▶ **WHAT IS EXPECTED**
Write only the number of lines in the entries below that contain the string "definitions".

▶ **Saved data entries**
>>>

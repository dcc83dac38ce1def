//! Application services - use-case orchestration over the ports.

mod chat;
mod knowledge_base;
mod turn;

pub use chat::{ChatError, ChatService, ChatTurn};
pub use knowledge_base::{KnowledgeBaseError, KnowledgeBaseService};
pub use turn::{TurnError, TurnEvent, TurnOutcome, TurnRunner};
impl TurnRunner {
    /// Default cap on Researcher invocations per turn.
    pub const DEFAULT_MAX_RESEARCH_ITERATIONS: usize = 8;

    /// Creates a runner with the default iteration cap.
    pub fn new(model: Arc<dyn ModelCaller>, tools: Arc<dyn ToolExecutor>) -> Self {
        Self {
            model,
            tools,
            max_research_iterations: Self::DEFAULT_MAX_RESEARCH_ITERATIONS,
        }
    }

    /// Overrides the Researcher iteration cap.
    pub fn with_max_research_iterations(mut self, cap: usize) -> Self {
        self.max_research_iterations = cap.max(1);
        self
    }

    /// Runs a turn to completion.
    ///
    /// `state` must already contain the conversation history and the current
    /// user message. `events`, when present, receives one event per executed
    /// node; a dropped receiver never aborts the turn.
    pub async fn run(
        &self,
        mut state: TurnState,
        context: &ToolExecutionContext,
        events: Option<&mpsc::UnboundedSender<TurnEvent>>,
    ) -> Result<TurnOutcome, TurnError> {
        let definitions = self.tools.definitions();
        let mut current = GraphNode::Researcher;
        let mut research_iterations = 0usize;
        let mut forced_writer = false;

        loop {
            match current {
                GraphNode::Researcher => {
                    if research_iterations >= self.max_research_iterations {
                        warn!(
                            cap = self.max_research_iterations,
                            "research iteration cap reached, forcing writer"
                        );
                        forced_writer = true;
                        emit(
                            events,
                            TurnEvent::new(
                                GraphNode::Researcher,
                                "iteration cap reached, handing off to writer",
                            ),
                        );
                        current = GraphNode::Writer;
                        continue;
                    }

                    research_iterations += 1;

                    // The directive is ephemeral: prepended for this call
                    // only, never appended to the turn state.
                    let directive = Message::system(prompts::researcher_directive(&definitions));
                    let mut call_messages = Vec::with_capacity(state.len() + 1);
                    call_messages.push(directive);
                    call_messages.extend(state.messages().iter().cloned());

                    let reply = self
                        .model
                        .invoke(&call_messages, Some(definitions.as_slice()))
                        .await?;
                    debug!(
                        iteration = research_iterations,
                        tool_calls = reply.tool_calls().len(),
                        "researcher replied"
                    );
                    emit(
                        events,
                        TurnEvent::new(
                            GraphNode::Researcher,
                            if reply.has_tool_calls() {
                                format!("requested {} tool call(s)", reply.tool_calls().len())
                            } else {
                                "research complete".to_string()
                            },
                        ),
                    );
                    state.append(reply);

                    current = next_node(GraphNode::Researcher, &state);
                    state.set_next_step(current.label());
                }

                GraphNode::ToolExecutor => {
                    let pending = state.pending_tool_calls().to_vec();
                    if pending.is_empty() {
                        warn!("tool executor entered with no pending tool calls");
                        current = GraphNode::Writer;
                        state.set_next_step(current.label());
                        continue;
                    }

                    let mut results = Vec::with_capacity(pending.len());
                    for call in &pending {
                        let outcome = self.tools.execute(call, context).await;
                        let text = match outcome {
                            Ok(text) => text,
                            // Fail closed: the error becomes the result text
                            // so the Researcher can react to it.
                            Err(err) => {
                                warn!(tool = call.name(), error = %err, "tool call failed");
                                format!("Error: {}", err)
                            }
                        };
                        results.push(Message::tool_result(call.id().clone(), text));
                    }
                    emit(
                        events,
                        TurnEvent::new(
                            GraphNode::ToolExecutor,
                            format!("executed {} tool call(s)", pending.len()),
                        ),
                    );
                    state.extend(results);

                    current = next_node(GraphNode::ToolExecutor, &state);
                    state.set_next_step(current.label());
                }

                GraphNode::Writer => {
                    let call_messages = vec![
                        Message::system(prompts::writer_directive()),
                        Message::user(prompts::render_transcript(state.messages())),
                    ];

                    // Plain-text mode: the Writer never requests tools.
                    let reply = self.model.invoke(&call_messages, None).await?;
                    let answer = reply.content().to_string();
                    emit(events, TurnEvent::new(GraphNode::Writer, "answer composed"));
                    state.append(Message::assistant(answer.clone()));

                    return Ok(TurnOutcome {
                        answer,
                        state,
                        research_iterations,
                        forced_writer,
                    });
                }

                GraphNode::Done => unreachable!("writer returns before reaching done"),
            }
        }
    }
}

<<<

▶ **SOLUTION FOR THIS EXERCISE**
3